Each line of the data should be transcribed exactly as given.
#### Records provided ####
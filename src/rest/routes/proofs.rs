// rest/routes/proofs.rs — ApproveFlow endpoints.
//
// Staff registers proofs behind tenant auth; the customer-facing pages
// authenticate with the proof's link token and live outside the api-key
// middleware. The token is checked in constant time before anything about
// the proof is revealed.

use axum::{
    extract::{Path, Query, State},
    http::StatusCode,
    Extension, Json,
};
use serde::Deserialize;
use serde_json::{json, Value};

use super::{bad_request, internal_error, not_found, ApiError};
use crate::approveflow;
use crate::storage::{ProofRow, TenantRow};
use crate::AppContext;

#[derive(Deserialize)]
pub struct CreateProofRequest {
    pub image_url: String,
    pub note: Option<String>,
}

/// POST /api/v1/orders/{id}/proofs
pub async fn create_proof(
    State(ctx): State<AppContext>,
    Extension(tenant): Extension<TenantRow>,
    Path(order_id): Path<String>,
    Json(body): Json<CreateProofRequest>,
) -> Result<(StatusCode, Json<Value>), ApiError> {
    if body.image_url.trim().is_empty() {
        return Err(bad_request("image_url is required"));
    }
    let Some(order) = ctx
        .storage
        .get_order(&tenant.id, &order_id)
        .await
        .map_err(internal_error)?
    else {
        return Err(not_found("Order"));
    };

    let proof = approveflow::register_proof(
        &ctx,
        &tenant,
        &order,
        body.image_url.trim(),
        body.note.as_deref(),
    )
    .await
    .map_err(internal_error)?;

    // The staff response carries the shareable link too.
    let link = approveflow::proof_link(&ctx.config.approvals, &proof.id).ok();
    Ok((
        StatusCode::CREATED,
        Json(json!({ "proof": proof, "link": link })),
    ))
}

pub async fn list_proofs(
    State(ctx): State<AppContext>,
    Extension(tenant): Extension<TenantRow>,
    Path(order_id): Path<String>,
) -> Result<Json<Value>, ApiError> {
    if ctx
        .storage
        .get_order(&tenant.id, &order_id)
        .await
        .map_err(internal_error)?
        .is_none()
    {
        return Err(not_found("Order"));
    }
    let proofs = ctx
        .storage
        .list_proofs(&tenant.id, &order_id)
        .await
        .map_err(internal_error)?;
    Ok(Json(json!({ "proofs": proofs })))
}

/// What the public page sees. No tenant ids, no internal refs.
fn public_payload(proof: &ProofRow, order_title: &str, shop_name: &str) -> Value {
    json!({
        "proof": {
            "id": proof.id,
            "version": proof.version,
            "image_url": proof.image_url,
            "note": proof.note,
            "status": proof.status,
            "decided_by": proof.decided_by,
            "decision_note": proof.decision_note,
            "sent_at": proof.sent_at,
            "decided_at": proof.decided_at,
        },
        "order_title": order_title,
        "shop_name": shop_name,
    })
}

#[derive(Deserialize)]
pub struct PublicProofQuery {
    pub token: Option<String>,
}

async fn load_verified_proof(
    ctx: &AppContext,
    proof_id: &str,
    token: Option<&str>,
) -> Result<(ProofRow, TenantRow), ApiError> {
    let Some(token) = token else {
        return Err((
            StatusCode::FORBIDDEN,
            Json(json!({ "error": "Missing token" })),
        ));
    };
    if !approveflow::verify_token(&ctx.config.approvals.link_secret, proof_id, token) {
        return Err((
            StatusCode::FORBIDDEN,
            Json(json!({ "error": "Invalid token" })),
        ));
    }
    let Some(proof) = ctx.storage.get_proof(proof_id).await.map_err(internal_error)? else {
        return Err(not_found("Proof"));
    };
    let Some(tenant) = ctx
        .storage
        .get_tenant(&proof.tenant_id)
        .await
        .map_err(internal_error)?
    else {
        return Err(not_found("Proof"));
    };
    Ok((proof, tenant))
}

/// GET /public/proofs/{id}?token=
pub async fn public_proof(
    State(ctx): State<AppContext>,
    Path(id): Path<String>,
    Query(q): Query<PublicProofQuery>,
) -> Result<Json<Value>, ApiError> {
    let (proof, tenant) = load_verified_proof(&ctx, &id, q.token.as_deref()).await?;
    let order = ctx
        .storage
        .get_order(&tenant.id, &proof.order_id)
        .await
        .map_err(internal_error)?;
    let order_title = order.as_ref().map(|o| o.title.as_str()).unwrap_or("order");
    Ok(Json(public_payload(&proof, order_title, &tenant.name)))
}

#[derive(Deserialize)]
pub struct PublicDecisionRequest {
    pub token: String,
    pub decision: String,
    pub name: Option<String>,
    pub note: Option<String>,
}

/// POST /public/proofs/{id}/decision — the single decision a customer gets.
pub async fn public_decision(
    State(ctx): State<AppContext>,
    Path(id): Path<String>,
    Json(body): Json<PublicDecisionRequest>,
) -> Result<Json<Value>, ApiError> {
    if !approveflow::is_valid_decision(&body.decision) {
        return Err(bad_request(format!(
            "decision must be one of {:?}",
            approveflow::DECISIONS
        )));
    }
    let (proof, tenant) = load_verified_proof(&ctx, &id, Some(&body.token)).await?;

    let decided_by = body
        .name
        .as_deref()
        .map(str::trim)
        .filter(|s| !s.is_empty())
        .unwrap_or("Customer");
    let recorded = approveflow::decide(
        &ctx,
        &tenant,
        &proof,
        &body.decision,
        decided_by,
        body.note.as_deref(),
    )
    .await
    .map_err(internal_error)?;
    if !recorded {
        return Err((
            StatusCode::CONFLICT,
            Json(json!({ "error": "Proof already decided" })),
        ));
    }
    Ok(Json(json!({ "status": body.decision })))
}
####
**Exercise solution**
filename src/rest/routes/proofs.rs
// rest/routes/proofs.rs — ApproveFlow endpoints.
//
// Staff registers proofs behind tenant auth; the customer-facing pages
// authenticate with the proof's link token and live outside the api-key
// middleware. The token is checked in constant time before anything about
// the proof is revealed.

use axum::{
    extract::{Path, Query, State},
    http::StatusCode,
    Extension, Json,
};
use serde::Deserialize;
use serde_json::{json, Value};

use super::{bad_request, internal_error, not_found, ApiError};
use crate::approveflow;
use crate::storage::{ProofRow, TenantRow};
use crate::AppContext;

#[derive(Deserialize)]
pub struct CreateProofRequest {
    pub image_url: String,
    pub note: Option<String>,
}

/// POST /api/v1/orders/{id}/proofs
pub async fn create_proof(
    State(ctx): State<AppContext>,
    Extension(tenant): Extension<TenantRow>,
    Path(order_id): Path<String>,
    Json(body): Json<CreateProofRequest>,
) -> Result<(StatusCode, Json<Value>), ApiError> {
    if body.image_url.trim().is_empty() {
        return Err(bad_request("image_url is required"));
    }
    let Some(order) = ctx
        .storage
        .get_order(&tenant.id, &order_id)
        .await
        .map_err(internal_error)?
    else {
        return Err(not_found("Order"));
    };

    let proof = approveflow::register_proof(
        &ctx,
        &tenant,
        &order,
        body.image_url.trim(),
        body.note.as_deref(),
    )
    .await
    .map_err(internal_error)?;

    // The staff response carries the shareable link too.
    let link = approveflow::proof_link(&ctx.config.approvals, &proof.id).ok();
    Ok((
        StatusCode::CREATED,
        Json(json!({ "proof": proof, "link": link })),
    ))
}

pub async fn list_proofs(
    State(ctx): State<AppContext>,
    Extension(tenant): Extension<TenantRow>,
    Path(order_id): Path<String>,
) -> Result<Json<Value>, ApiError> {
    if ctx
        .storage
        .get_order(&tenant.id, &order_id)
        .await
        .map_err(internal_error)?
        .is_none()
    {
        return Err(not_found("Order"));
    }
    let proofs = ctx
        .storage
        .list_proofs(&tenant.id, &order_id)
        .await
        .map_err(internal_error)?;
    Ok(Json(json!({ "proofs": proofs })))
}

/// What the public page sees. No tenant ids, no internal refs.
fn public_payload(proof: &ProofRow, order_title: &str, shop_name: &str) -> Value {
    json!({
        "proof": {
            "id": proof.id,
            "version": proof.version,
            "image_url": proof.image_url,
            "note": proof.note,
            "status": proof.status,
            "decided_by": proof.decided_by,
            "decision_note": proof.decision_note,
            "sent_at": proof.sent_at,
            "decided_at": proof.decided_at,
        },
        "order_title": order_title,
        "shop_name": shop_name,
    })
}

#[derive(Deserialize)]
pub struct PublicProofQuery {
    pub token: Option<String>,
}

async fn load_verified_proof(
    ctx: &AppContext,
    proof_id: &str,
    token: Option<&str>,
) -> Result<(ProofRow, TenantRow), ApiError> {
    let Some(token) = token else {
        return Err((
            StatusCode::FORBIDDEN,
            Json(json!({ "error": "Missing token" })),
        ));
    };
    if !approveflow::verify_token(&ctx.config.approvals.link_secret, proof_id, token) {
        return Err((
            StatusCode::FORBIDDEN,
            Json(json!({ "error": "Invalid token" })),
        ));
    }
    let Some(proof) = ctx.storage.get_proof(proof_id).await.map_err(internal_error)? else {
        return Err(not_found("Proof"));
    };
    let Some(tenant) = ctx
        .storage
        .get_tenant(&proof.tenant_id)
        .await
        .map_err(internal_error)?
    else {
        return Err(not_found("Proof"));
    };
    Ok((proof, tenant))
}

/// GET /public/proofs/{id}?token=
pub async fn public_proof(
    State(ctx): State<AppContext>,
    Path(id): Path<String>,
    Query(q): Query<PublicProofQuery>,
) -> Result<Json<Value>, ApiError> {
    let (proof, tenant) = load_verified_proof(&ctx, &id, q.token.as_deref()).await?;
    let order = ctx
        .storage
        .get_order(&tenant.id, &proof.order_id)
        .await
        .map_err(internal_error)?;
    let order_title = order.as_ref().map(|o| o.title.as_str()).unwrap_or("order");
    Ok(Json(public_payload(&proof, order_title, &tenant.name)))
}

#[derive(Deserialize)]
pub struct PublicDecisionRequest {
    pub token: String,
    pub decision: String,
    pub name: Option<String>,
    pub note: Option<String>,
}

/// POST /public/proofs/{id}/decision — the single decision a customer gets.
pub async fn public_decision(
    State(ctx): State<AppContext>,
    Path(id): Path<String>,
    Json(body): Json<PublicDecisionRequest>,
) -> Result<Json<Value>, ApiError> {
    if !approveflow::is_valid_decision(&body.decision) {
        return Err(bad_request(format!(
            "decision must be one of {:?}",
            approveflow::DECISIONS
        )));
    }
    let (proof, tenant) = load_verified_proof(&ctx, &id, Some(&body.token)).await?;

    let decided_by = body
        .name
        .as_deref()
        .map(str::trim)
        .filter(|s| !s.is_empty())
        .unwrap_or("Customer");
    let recorded = approveflow::decide(
        &ctx,
        &tenant,
        &proof,
        &body.decision,
        decided_by,
        body.note.as_deref(),
    )
    .await
    .map_err(internal_error)?;
    if !recorded {
        return Err((
            StatusCode::CONFLICT,
            Json(json!({ "error": "Proof already decided" })),
        ));
    }
    Ok(Json(json!({ "status": body.decision })))
}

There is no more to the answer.